Even in an age fraught with military euphemisms, when phrases such as "high value target" and "improvised explosive device" haunt us with their very vagueness, there is occasionally a term of great evocative power and, yes, beauty -- a term such as "spider hole."

Used by a military spokesman to describe the tiny, camouflaged hole-in-the-ground where Saddam Hussein was found over the weekend, the phrase conjures the lair of a sneaky, ugly, menacing creature, a thing so dumb and degraded it lives only to kill and be killed.

On the food chain, the arachnid is below the dog, the pig and even the rat, the most popular subhuman beings we use to label folks we really don't like. Is Hussein a mighty dictator, or just an eight-legged creature that eats flies for lunch?

Of course, "spider hole" was not concocted to describe Hussein's hideout. According to two historians, the term goes back at least to World War II, when it was used by Marines and Army troops fighting in the Pacific.

"It was very common for Japanese troops to dig very small, one-man concealed foxholes," says William L. Priest, who wrote "Swear Like a Trooper: A Dictionary of Military Terms and Phrases." The man in the spider hole would wait for an enemy soldier to pass by and then would pop up, often shooting the soldier in the back.

"It's a suicide mission," Priest says. "Take out as many men as you can from behind before you're taken out."

The phrase was also used in Vietnam to describe similar underground sniping holes used by the Viet Cong and North Vietnamese, according to the U.S. Army Military History Institute.

Applied to Hussein, the term is somewhat misleading, since Hussein reportedly was using his hole for concealment rather than sniping, and he surrendered without a fight. In metaphorical terms, he was more like, well, a chicken in a basket. But spider hole is more accurate than foxhole, which Chuck Melson of the Marine Corps History and Museums Division says goes back to the Civil War, and which typically describes a hole dug quickly, not camouflaged and used by soldiers to protect themselves from enemy fire.

In contrast to Hussein's tiny hideaway, which appears to have been uncomfortable even in comparison to his rat's nest of a farmhouse nearby, an actual spider hole is pretty cool because it is lined with silk and kept quite clean. About 3 percent of the "38,000 described species of spiders" are underground burrowers, and many of these are tarantulas or similar to them, says Jonathan Coddington, the curator of arachnids and myriapods at the National Museum of Natural History. The holes may be as big as three inches across and are sometimes camouflaged with leaves.
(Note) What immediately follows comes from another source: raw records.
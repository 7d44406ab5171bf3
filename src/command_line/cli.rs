#![allow(clippy::cast_precision_loss)]

use clap::{ArgAction, Args, CommandFactory, Parser, Subcommand};
use dpll_sat::sat::cnf::Cnf;
use dpll_sat::sat::dimacs::{parse_dimacs, parse_file, parse_str};
use dpll_sat::sat::dpll::Dpll;
use dpll_sat::sat::error::{ParseError, SolverError};
use dpll_sat::sat::solver::{Outcome, SolutionStats, Solver, SolverConfig};
use dpll_sat::sat::variable_selection::DEFAULT_DECAY_INTERVAL;
use itertools::Itertools;
use std::io;
use std::path::{Path, PathBuf};
use std::process::ExitCode;
use std::time::{Duration, Instant};
use thiserror::Error;
use tikv_jemalloc_ctl::{epoch, stats};

/// Exit code for input that could not be read or parsed.
pub(crate) const EXIT_INPUT_ERROR: u8 = 1;
/// Exit code when a reported model fails verification.
pub(crate) const EXIT_INVALID_MODEL: u8 = 3;

/// Defines the command-line interface for the solver.
#[derive(Parser, Debug)]
#[command(name = "dpll_sat", version, about = "A DPLL SAT solver")]
pub(crate) struct Cli {
    /// Path to a DIMACS .cnf file. Without a path or subcommand the formula
    /// is read from stdin.
    pub path: Option<PathBuf>,

    #[clap(subcommand)]
    pub command: Option<Commands>,

    #[command(flatten)]
    pub common: CommonOptions,
}

#[derive(Subcommand, Debug)]
pub(crate) enum Commands {
    /// Solve a CNF file in DIMACS format.
    File {
        /// Path to the DIMACS .cnf file.
        #[arg(long)]
        path: PathBuf,

        #[command(flatten)]
        common: CommonOptions,
    },

    /// Solve a CNF formula provided as DIMACS text.
    Text {
        /// DIMACS input as a string (e.g. "p cnf 2 2\n1 -2 0\n2 0").
        #[arg(short, long)]
        input: String,

        #[command(flatten)]
        common: CommonOptions,
    },

    /// Solve every .cnf file below a directory, one verdict line per file.
    Dir {
        #[arg(long)]
        path: PathBuf,

        #[command(flatten)]
        common: CommonOptions,
    },

    /// Generate shell completion scripts.
    Completions {
        /// The shell to generate completions for.
        #[arg(value_enum)]
        shell: clap_complete::Shell,
    },
}

/// Options shared by every solving command.
#[derive(Args, Debug, Clone)]
#[allow(clippy::struct_excessive_bools)]
pub(crate) struct CommonOptions {
    /// Enable debug logging. `RUST_LOG` overrides this.
    #[arg(short, long, default_value_t = false)]
    pub(crate) debug: bool,

    /// Check the model against every clause before reporting SATISFIABLE.
    #[arg(long, default_value_t = true, action = ArgAction::Set)]
    pub(crate) verify: bool,

    /// Print search statistics to stderr.
    #[arg(long, default_value_t = true, action = ArgAction::Set)]
    pub(crate) stats: bool,

    /// Print the model as a `v` line when the formula is satisfiable.
    #[arg(short, long, default_value_t = false)]
    pub(crate) print_solution: bool,

    /// Decisions between two halvings of the activity scores.
    #[arg(long, default_value_t = DEFAULT_DECAY_INTERVAL)]
    pub(crate) decay_interval: usize,
}

impl Default for CommonOptions {
    fn default() -> Self {
        Self {
            debug: false,
            verify: true,
            stats: true,
            print_solution: false,
            decay_interval: DEFAULT_DECAY_INTERVAL,
        }
    }
}

impl CommonOptions {
    pub(crate) const fn solver_config(&self) -> SolverConfig {
        SolverConfig {
            decay_interval: self.decay_interval,
            verify: self.verify,
        }
    }
}

/// Anything that stops a run short of a verdict.
#[derive(Debug, Error)]
pub(crate) enum RunError {
    #[error("{0}")]
    Parse(#[from] ParseError),

    #[error("{0}")]
    Solver(#[from] SolverError),
}

impl RunError {
    pub(crate) const fn code(&self) -> u8 {
        match self {
            Self::Parse(_) => EXIT_INPUT_ERROR,
            Self::Solver(_) => EXIT_INVALID_MODEL,
        }
    }

    pub(crate) fn exit_code(&self) -> ExitCode {
        ExitCode::from(self.code())
    }
}

/// Where the formula comes from.
pub(crate) enum Input<'a> {
    File(&'a Path),
    Text(&'a str),
    Stdin,
}

impl Input<'_> {
    fn load(&self) -> Result<Cnf, ParseError> {
        match self {
            Input::File(path) => parse_file(path),
            Input::Text(text) => parse_str(text),
            Input::Stdin => parse_dimacs(io::stdin().lock()),
        }
    }

    fn label(&self) -> Option<&Path> {
        match self {
            Input::File(path) => Some(*path),
            Input::Text(_) | Input::Stdin => None,
        }
    }
}

pub(crate) fn init_logging(debug: bool) {
    let level = if debug { "debug" } else { "warn" };
    env_logger::Builder::from_env(env_logger::Env::default().default_filter_or(level))
        .format_timestamp(None)
        .init();
}

/// Parses, solves and reports a single formula. The returned exit code is
/// 20 for SATISFIABLE and 10 for UNSATISFIABLE.
pub(crate) fn run_single(input: &Input<'_>, common: &CommonOptions, start: Instant) -> ExitCode {
    match solve_input(input, common, start) {
        Ok(outcome) => ExitCode::from(outcome_code(&outcome)),
        Err(e) => {
            eprintln!("{e}");
            e.exit_code()
        }
    }
}

fn outcome_code(outcome: &Outcome) -> u8 {
    u8::try_from(outcome.exit_code()).unwrap_or(EXIT_INVALID_MODEL)
}

fn solve_input(
    input: &Input<'_>,
    common: &CommonOptions,
    start: Instant,
) -> Result<Outcome, RunError> {
    let time = Instant::now();
    let cnf = input.load()?;
    let parse_time = time.elapsed();

    if let Some(label) = input.label() {
        log::info!("solving {}", label.display());
    }

    let (outcome, stats) = solve(&cnf, common)?;

    println!("{}", verdict(&outcome));
    if common.print_solution {
        if let Outcome::Sat(model) = &outcome {
            println!("v {} 0", model.iter().join(" "));
        }
    }
    if common.stats {
        print_stats(parse_time, start.elapsed(), &cnf, &stats);
    }

    Ok(outcome)
}

/// Runs the search over `cnf` with the options' solver configuration.
///
/// # Errors
///
/// If verification is enabled and the model violates a clause.
pub(crate) fn solve(
    cnf: &Cnf,
    common: &CommonOptions,
) -> Result<(Outcome, SolutionStats), SolverError> {
    let mut solver = Dpll::new(cnf.clone(), common.solver_config());
    let outcome = solver.solve()?;
    Ok((outcome, solver.stats()))
}

const fn verdict(outcome: &Outcome) -> &'static str {
    match outcome {
        Outcome::Sat(_) => "SATISFIABLE",
        Outcome::Unsat => "UNSATISFIABLE",
    }
}

/// Solves every `.cnf` file below `path`, printing `<file>: <verdict>` per
/// file. Unreadable files are reported and skipped.
pub(crate) fn solve_dir(path: &Path, common: &CommonOptions) -> ExitCode {
    if !path.is_dir() {
        eprintln!("Provided path is not a directory: {}", path.display());
        return ExitCode::from(EXIT_INPUT_ERROR);
    }

    let mut code = ExitCode::SUCCESS;

    for entry in walkdir::WalkDir::new(path)
        .sort_by_file_name()
        .into_iter()
        .filter_map(Result::ok)
    {
        let file_path = entry.path();
        if !file_path.is_file() || file_path.extension().is_none_or(|ext| ext != "cnf") {
            continue;
        }

        let result = parse_file(file_path)
            .map_err(RunError::from)
            .and_then(|cnf| solve(&cnf, common).map_err(RunError::from));

        match result {
            Ok((outcome, stats)) => {
                println!("{}: {}", file_path.display(), verdict(&outcome));
                log::debug!(
                    "{}: {} decisions, {} propagations, {} conflicts",
                    file_path.display(),
                    stats.decisions,
                    stats.propagations,
                    stats.conflicts
                );
            }
            Err(e) => {
                eprintln!("{}: {e}", file_path.display());
                code = e.exit_code();
            }
        }
    }

    code
}

pub(crate) fn print_completions(shell: clap_complete::Shell) {
    let mut cmd = Cli::command();
    let name = cmd.get_name().to_string();
    clap_complete::generate(shell, &mut cmd, name, &mut io::stdout());
}

/// Allocated and resident memory in MiB, if jemalloc can report them.
fn memory_usage() -> Option<(f64, f64)> {
    const MIB: f64 = 1024.0 * 1024.0;

    epoch::advance().ok()?;
    let allocated = stats::allocated::read().ok()?;
    let resident = stats::resident::read().ok()?;
    Some((allocated as f64 / MIB, resident as f64 / MIB))
}

pub(crate) fn stat_line(label: &str, value: impl std::fmt::Display) {
    eprintln!("|  {label:<28} {value:>18}  |");
}

pub(crate) fn stat_line_with_rate(label: &str, value: usize, elapsed: f64) {
    let rate = if elapsed > 0.0 {
        value as f64 / elapsed
    } else {
        0.0
    };
    eprintln!("|  {label:<20} {value:>12} ({rate:>9.0}/sec)  |");
}

/// Prints the statistics table to stderr.
pub(crate) fn print_stats(parse_time: Duration, total: Duration, cnf: &Cnf, s: &SolutionStats) {
    let total_secs = total.as_secs_f64();
    let propagate_ms = s.propagate_time.as_secs_f64() * 1000.0;
    let propagate_share = if total_secs > 0.0 {
        s.propagate_time.as_secs_f64() / total_secs * 100.0
    } else {
        0.0
    };

    eprintln!("\n=======================[ Problem Statistics ]=========================");
    stat_line("Parse time (s)", format!("{:.3}", parse_time.as_secs_f64()));
    stat_line("Variables", cnf.num_vars);
    stat_line("Clauses", cnf.num_clauses());
    stat_line("Literals", cnf.num_literals());

    eprintln!("========================[ Search Statistics ]========================");
    stat_line_with_rate("Decisions", s.decisions, total_secs);
    stat_line_with_rate("Propagations", s.propagations, total_secs);
    stat_line_with_rate("Conflicts", s.conflicts, total_secs);
    stat_line("Propagations/s", format!("{:.2}", s.propagation_rate()));
    stat_line(
        "Propagate time (ms)",
        format!("{propagate_ms:.2} ({propagate_share:.2}%)"),
    );
    stat_line("Total time (ms)", format!("{:.2}", total_secs * 1000.0));
    if let Some((allocated, resident)) = memory_usage() {
        stat_line("Memory usage (MiB)", format!("{allocated:.2}"));
        stat_line("Resident memory (MiB)", format!("{resident:.2}"));
    }
    eprintln!("=====================================================================");
}
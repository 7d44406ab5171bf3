//! End-to-end scenarios: the library on small hand-written formulas, and the
//! binary's verdict output and exit codes.

use dpll_sat::sat::assignment::LitValue;
use dpll_sat::sat::dimacs::parse_str;
use dpll_sat::sat::dpll::Dpll;
use dpll_sat::sat::solver::{Outcome, SearchState, Solver, SolverConfig};
use std::io::Write;
use std::process::{Command, Output, Stdio};

fn solver_for(dimacs: &str) -> Dpll {
    Dpll::new(parse_str(dimacs).unwrap(), SolverConfig::default())
}

fn run_binary(args: &[&str], stdin: &str) -> Output {
    let mut child = Command::new(env!("CARGO_BIN_EXE_dpll_sat"))
        .args(args)
        .stdin(Stdio::piped())
        .stdout(Stdio::piped())
        .stderr(Stdio::piped())
        .spawn()
        .unwrap();
    child
        .stdin
        .take()
        .unwrap()
        .write_all(stdin.as_bytes())
        .unwrap();
    child.wait_with_output().unwrap()
}

#[test]
fn all_sign_combinations_of_two_variables_is_unsat() {
    let mut solver = solver_for("p cnf 2 4\n1 2 0\n-1 2 0\n1 -2 0\n-1 -2 0\n");
    let outcome = solver.solve().unwrap();
    assert_eq!(outcome, Outcome::Unsat);
    assert_eq!(outcome.exit_code(), 10);
}

#[test]
fn single_positive_unit_is_sat() {
    let mut solver = solver_for("p cnf 1 1\n1 0\n");
    assert_eq!(solver.solve().unwrap(), Outcome::Sat(vec![1]));
    assert_eq!(solver.assignment()[1], LitValue::True);
}

#[test]
fn contradicting_units_are_unsat_before_search() {
    let mut solver = solver_for("p cnf 1 2\n1 0\n-1 0\n");
    assert_eq!(solver.state(), SearchState::Unsat);
    assert_eq!(solver.solve().unwrap(), Outcome::Unsat);
    assert_eq!(solver.stats().propagations, 0);
    assert_eq!(solver.stats().decisions, 0);
}

#[test]
fn one_wide_clause_is_sat_with_any_true_literal() {
    let mut solver = solver_for("p cnf 3 1\n1 2 3 0\n");
    let Outcome::Sat(model) = solver.solve().unwrap() else {
        panic!("expected SAT");
    };
    assert!(model.iter().any(|&l| l > 0));
    assert!(solver.cnf.check_model(solver.assignment()).is_ok());
}

#[test]
fn empty_formula_is_sat_immediately() {
    let mut solver = solver_for("p cnf 0 0\n");
    assert_eq!(solver.solve().unwrap(), Outcome::Sat(vec![]));
    assert_eq!(solver.stats().decisions, 0);
}

#[test]
fn first_decision_sees_halved_scores() {
    // Occurrence counts 2/2/3 are halved to 1/1/1 before the first decision,
    // so ties fall to x1 and x2 and x3 ends up forced by the third clause.
    let mut solver = solver_for("p cnf 3 3\n3 1 0\n3 2 0\n3 -1 -2 0\n");
    assert_eq!(solver.solve().unwrap(), Outcome::Sat(vec![1, 2, 3]));
    assert_eq!(solver.stats().decisions, 2);
    assert_eq!(solver.stats().conflicts, 0);
}

#[test]
fn binary_reports_unsat_with_exit_code_10() {
    let output = run_binary(&["--stats", "false"], "p cnf 2 4\n1 2 0\n-1 2 0\n1 -2 0\n-1 -2 0\n");
    assert_eq!(output.status.code(), Some(10));
    assert_eq!(String::from_utf8_lossy(&output.stdout).trim(), "UNSATISFIABLE");
}

#[test]
fn binary_reports_sat_with_exit_code_20_and_model() {
    let output = run_binary(&["-p"], "c unit\np cnf 1 1\n1 0\n");
    assert_eq!(output.status.code(), Some(20));

    let stdout = String::from_utf8_lossy(&output.stdout);
    let lines: Vec<&str> = stdout.lines().collect();
    assert_eq!(lines, vec!["SATISFIABLE", "v 1 0"]);
    assert!(String::from_utf8_lossy(&output.stderr).contains("Decisions"));
}

#[test]
fn binary_text_subcommand() {
    let output = run_binary(&["text", "--input", "p cnf 1 2\n1 0\n-1 0\n"], "");
    assert_eq!(output.status.code(), Some(10));
}

#[test]
fn binary_rejects_malformed_input() {
    let output = run_binary(&[], "p cnf 2 1\n1 x 0\n");
    assert_eq!(output.status.code(), Some(1));
    assert!(String::from_utf8_lossy(&output.stderr).contains("invalid literal"));
}
use crate::sat::assignment::Solutions;
use crate::sat::cnf::Cnf;
use crate::sat::error::Result;
use crate::sat::variable_selection::DEFAULT_DECAY_INTERVAL;
use std::time::Duration;

/// Tunables for a single solve.
#[derive(Debug, Clone, Copy, PartialEq, Eq)]
pub struct SolverConfig {
    /// Decisions between two halvings of the activity scores.
    pub decay_interval: usize,
    /// Re-check the model against every clause before reporting `Sat`.
    pub verify: bool,
}

impl Default for SolverConfig {
    fn default() -> Self {
        Self {
            decay_interval: DEFAULT_DECAY_INTERVAL,
            verify: true,
        }
    }
}

/// Counters collected while searching.
#[derive(Debug, Clone, Copy, PartialEq, Eq, Default)]
pub struct SolutionStats {
    pub decisions: usize,
    /// Trail literals taken off the propagation cursor.
    pub propagations: usize,
    pub conflicts: usize,
    /// Wall-clock time spent inside the propagator.
    pub propagate_time: Duration,
}

impl SolutionStats {
    /// Propagations per second of propagation time.
    #[must_use]
    pub fn propagation_rate(&self) -> f64 {
        let secs = self.propagate_time.as_secs_f64();
        if secs > 0.0 {
            self.propagations as f64 / secs
        } else {
            0.0
        }
    }
}

/// Where the search stands after one step.
#[derive(Debug, Clone, Copy, PartialEq, Eq)]
pub enum SearchState {
    Running,
    Sat,
    Unsat,
}

/// Final verdict of a solve.
#[derive(Debug, Clone, PartialEq, Eq)]
pub enum Outcome {
    Sat(Solutions),
    Unsat,
}

impl Outcome {
    #[must_use]
    pub const fn is_sat(&self) -> bool {
        matches!(self, Self::Sat(_))
    }

    /// SAT-competition exit code: 20 for satisfiable, 10 for unsatisfiable.
    #[must_use]
    pub const fn exit_code(&self) -> i32 {
        match self {
            Self::Sat(_) => 20,
            Self::Unsat => 10,
        }
    }
}

pub trait Solver {
    fn new(cnf: Cnf, config: SolverConfig) -> Self;

    /// Runs the search to completion.
    ///
    /// # Errors
    ///
    /// If verification is enabled and the model found violates a clause.
    fn solve(&mut self) -> Result<Outcome>;

    fn solutions(&self) -> Solutions;

    fn stats(&self) -> SolutionStats;
}
#![warn(clippy::all, clippy::pedantic, clippy::nursery, clippy::cargo)]

use crate::sat::assignment::Assignment;
use crate::sat::literal::Literal;
use std::ops::Index;

/// One entry of the trail.
#[derive(Debug, Clone, Copy, PartialEq, Eq, Hash)]
pub enum Step {
    /// Opens a new decision level. The entry directly above it is the
    /// level's decision literal.
    LevelMarker,
    /// A decided or propagated literal.
    Lit(Literal),
}

/// Chronological record of assignments, split into decision levels by
/// [`Step::LevelMarker`] entries.
///
/// `curr_idx` is the propagation cursor: everything below it has already had
/// its consequences computed.
#[derive(Debug, Clone, PartialEq, Eq, Default)]
pub struct Trail {
    t: Vec<Step>,
    pub curr_idx: usize,
    level: usize,
}

impl Index<usize> for Trail {
    type Output = Step;

    fn index(&self, index: usize) -> &Self::Output {
        &self.t[index]
    }
}

impl Trail {
    #[must_use]
    pub fn new(num_vars: usize) -> Self {
        Self {
            t: Vec::with_capacity(num_vars * 2),
            curr_idx: 0,
            level: 0,
        }
    }

    #[must_use]
    pub const fn decision_level(&self) -> usize {
        self.level
    }

    #[must_use]
    pub fn len(&self) -> usize {
        self.t.len()
    }

    #[must_use]
    pub fn is_empty(&self) -> bool {
        self.t.is_empty()
    }

    pub fn iter(&self) -> impl Iterator<Item = &Step> {
        self.t.iter()
    }

    /// Literals on the trail, skipping level markers.
    pub fn literals(&self) -> impl Iterator<Item = Literal> + '_ {
        self.t.iter().filter_map(|step| match step {
            Step::Lit(lit) => Some(*lit),
            Step::LevelMarker => None,
        })
    }

    /// True when every entry up to the end has been propagated.
    #[must_use]
    pub fn fully_propagated(&self) -> bool {
        self.curr_idx >= self.t.len()
    }

    /// Pushes `lit` and makes it true in `a`. The variable must be unassigned.
    pub fn assert(&mut self, lit: Literal, a: &mut Assignment) {
        debug_assert!(a[lit.variable()].is_undefined());
        self.t.push(Step::Lit(lit));
        a.set(lit);
    }

    pub fn push_level(&mut self) {
        self.t.push(Step::LevelMarker);
        self.level += 1;
    }

    /// Undoes the current decision level, unassigning every literal above the
    /// most recent marker and removing the marker. Returns the level's
    /// decision literal.
    ///
    /// # Panics
    ///
    /// If called at level 0, or if the level holds no decision.
    pub fn pop_level(&mut self, a: &mut Assignment) -> Literal {
        assert!(self.level > 0, "pop_level called at decision level 0");

        let mut decision = None;
        while let Some(step) = self.t.pop() {
            match step {
                Step::Lit(lit) => {
                    a.unassign(lit.variable());
                    decision = Some(lit);
                }
                Step::LevelMarker => break,
            }
        }
        self.level -= 1;
        self.curr_idx = self.curr_idx.min(self.t.len());

        decision.expect("decision level without a decision literal")
    }

    /// Number of level markers currently on the trail.
    #[must_use]
    pub fn marker_count(&self) -> usize {
        self.t
            .iter()
            .filter(|step| matches!(step, Step::LevelMarker))
            .count()
    }
}
#![warn(clippy::all, clippy::pedantic, clippy::nursery, clippy::cargo)]
//! A parser for the DIMACS CNF format.
//!
//! The accepted format:
//! - comment lines starting with `c`, before the header or between clauses;
//! - a problem line `p cnf <num_variables> <num_clauses>`;
//! - the clause body: whitespace separated signed integers, each clause
//!   terminated by `0`. Clauses may span lines or share a line;
//! - an optional `%` line ending the body (SATLIB files carry one).
//!
//! Exactly `num_clauses` clauses are read. Anything after the last declared
//! clause is ignored with a warning.

use crate::sat::clause::Clause;
use crate::sat::cnf::Cnf;
use crate::sat::error::ParseError;
use crate::sat::literal::Literal;
use std::fs::File;
use std::io::{self, BufRead};
use std::path::Path;

struct Header {
    num_vars: u32,
    num_clauses: usize,
}

fn parse_header(line_no: usize, line: &str) -> Result<Header, ParseError> {
    let invalid = || ParseError::InvalidHeader {
        line: line_no,
        text: line.to_string(),
    };

    let mut parts = line.split_whitespace();
    if parts.next() != Some("p") || parts.next() != Some("cnf") {
        return Err(invalid());
    }

    let num_vars = parts
        .next()
        .and_then(|s| s.parse::<u32>().ok())
        .filter(|&n| i32::try_from(n).is_ok())
        .ok_or_else(invalid)?;
    let num_clauses = parts
        .next()
        .and_then(|s| s.parse::<usize>().ok())
        .ok_or_else(invalid)?;

    if parts.next().is_some() {
        return Err(invalid());
    }

    Ok(Header {
        num_vars,
        num_clauses,
    })
}

fn is_comment(line: &str) -> bool {
    line.starts_with('c')
}

/// Parses DIMACS data from any buffered reader.
///
/// # Errors
///
/// A [`ParseError`] for I/O failures, a missing or malformed header,
/// non-integer tokens, out-of-range literals, empty clauses, or input that
/// ends before every declared clause is complete.
pub fn parse_dimacs<R: BufRead>(reader: R) -> Result<Cnf, ParseError> {
    let mut lines = reader.lines().enumerate().map(|(i, l)| (i + 1, l));

    let header = loop {
        let Some((line_no, line)) = lines.next() else {
            return Err(ParseError::MissingHeader);
        };
        let line = line?;
        let trimmed = line.trim();
        if trimmed.is_empty() || is_comment(trimmed) {
            continue;
        }
        if !trimmed.starts_with('p') {
            return Err(ParseError::MissingHeader);
        }
        break parse_header(line_no, trimmed)?;
    };

    let num_vars = i64::from(header.num_vars);
    let mut clauses = Vec::with_capacity(header.num_clauses);
    let mut current: Vec<Literal> = Vec::new();

    'lines: for (line_no, line) in lines {
        let line = line?;
        let trimmed = line.trim();
        if is_comment(trimmed) {
            continue;
        }
        if trimmed.starts_with('%') {
            break;
        }

        for token in trimmed.split_whitespace() {
            if clauses.len() == header.num_clauses {
                log::warn!(
                    "ignoring input after the {} declared clauses (line {line_no})",
                    header.num_clauses
                );
                break 'lines;
            }

            let value = token
                .parse::<i64>()
                .map_err(|_| ParseError::InvalidLiteral {
                    line: line_no,
                    token: token.to_string(),
                })?;

            if value == 0 {
                if current.is_empty() {
                    return Err(ParseError::EmptyClause {
                        line: line_no,
                        index: clauses.len(),
                    });
                }
                clauses.push(Clause::new(current.drain(..)));
                continue;
            }

            let literal = i32::try_from(value)
                .ok()
                .filter(|_| value.abs() <= num_vars)
                .and_then(Literal::from_i32)
                .ok_or(ParseError::VariableOutOfRange {
                    line: line_no,
                    literal: value,
                    num_vars: header.num_vars,
                })?;
            current.push(literal);
        }
    }

    if clauses.len() < header.num_clauses {
        return Err(ParseError::UnexpectedEof {
            expected: header.num_clauses,
            found: clauses.len(),
        });
    }

    log::info!(
        "parsed {} variables and {} clauses",
        header.num_vars,
        clauses.len()
    );
    Ok(Cnf::new(header.num_vars as usize, clauses))
}

/// Parses a DIMACS file.
///
/// # Errors
///
/// If the file cannot be opened or its contents fail [`parse_dimacs`].
pub fn parse_file(file_path: &Path) -> Result<Cnf, ParseError> {
    let file = File::open(file_path)?;
    parse_dimacs(io::BufReader::new(file))
}

/// Parses DIMACS text held in memory.
///
/// # Errors
///
/// As [`parse_dimacs`].
pub fn parse_str(input: &str) -> Result<Cnf, ParseError> {
    parse_dimacs(io::Cursor::new(input))
}
#![warn(clippy::all, clippy::pedantic, clippy::nursery, clippy::cargo)]
//! Literal encoding.
//!
//! A literal is a signed integer: its magnitude is the variable id and its
//! sign is the polarity (positive means the variable is asserted true,
//! negative means asserted false). `0` is never a valid literal. This is the
//! same mapping DIMACS uses, so the reader and the clause store share it
//! without conversion.

use core::ops::{Neg, Not};
use std::fmt;

/// A variable id in `[1, num_vars]`.
pub type Variable = u32;

/// A signed-integer literal.
#[derive(Debug, Clone, Copy, PartialEq, Eq, Hash, PartialOrd, Ord)]
pub struct Literal(i32);

impl Literal {
    /// Creates the literal of `var` with the given polarity.
    ///
    /// # Panics
    ///
    /// If `var` is zero or does not fit in an `i32`.
    #[must_use]
    pub fn new(var: Variable, polarity: bool) -> Self {
        assert_ne!(var, 0, "variable 0 is not a valid literal");
        let var = i32::try_from(var).expect("literal variable overflowed");

        if polarity { Self(var) } else { Self(-var) }
    }

    /// Builds a literal from its DIMACS integer, rejecting `0`.
    #[must_use]
    pub const fn from_i32(value: i32) -> Option<Self> {
        if value == 0 || value == i32::MIN {
            None
        } else {
            Some(Self(value))
        }
    }

    #[must_use]
    pub const fn to_i32(self) -> i32 {
        self.0
    }

    #[must_use]
    pub const fn variable(self) -> Variable {
        self.0.unsigned_abs()
    }

    #[must_use]
    pub const fn polarity(self) -> bool {
        self.0.is_positive()
    }

    #[must_use]
    pub const fn is_negated(self) -> bool {
        !self.polarity()
    }

    #[must_use]
    pub const fn negated(self) -> Self {
        Self(-self.0)
    }
}

impl Neg for Literal {
    type Output = Self;

    fn neg(self) -> Self::Output {
        self.negated()
    }
}

impl Not for Literal {
    type Output = Self;

    fn not(self) -> Self::Output {
        self.negated()
    }
}

impl fmt::Display for Literal {
    fn fmt(&self, f: &mut fmt::Formatter<'_>) -> fmt::Result {
        write!(f, "{}", self.0)
    }
}

#[cfg(test)]
mod tests {
    use super::*;

    #[test]
    fn test_literal_neg() {
        assert_eq!(Literal::new(1, false).negated(), Literal::new(1, true));
        assert_eq!(!Literal::new(1, true), Literal::new(1, false));
        assert_eq!(-Literal::new(7, true), Literal::new(7, false));
    }

    #[test]
    fn test_variable_and_polarity() {
        let lit = Literal::new(5, false);
        assert_eq!(lit.variable(), 5);
        assert!(!lit.polarity());
        assert!(lit.is_negated());
        assert_eq!(lit.to_i32(), -5);
    }

    #[test]
    fn test_from_i32_rejects_zero() {
        assert_eq!(Literal::from_i32(0), None);
        assert_eq!(Literal::from_i32(-3), Some(Literal::new(3, false)));
    }

    #[test]
    fn test_display_is_dimacs() {
        assert_eq!(Literal::new(12, false).to_string(), "-12");
    }
}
The trapdoor spider, found mainly in tropical regions, creates a hinged door of silk and soil above its hole, and it waits patiently below ground until it detects the subtle vibration of an insect walking nearby. It gets its fangs ready.

Then "it sticks its cephalothorax out, grabs the prey really fast and then pulls it back into the burrow," says Linda S. Rayor, an assistant professor of entomology at Cornell University. "Very, very neat."

Rayor houses about 60 tarantulas in her office, keeps a photo on her Web site of her face framed by tarantulas and runs an outreach program to nearby schools with what she calls her "eight-legged ambassadors." She was somewhat troubled by the term "spider hole" when she heard it for the first time after Hussein's capture.

"I thought it was kind of an abusive term," she says -- meaning, of course, abusive toward the arachnids, not Saddam Hussein. It seems even spiders don't want anything to do with him.

The term "spider hole" was coined long before Saddam Hussein was caught in this one.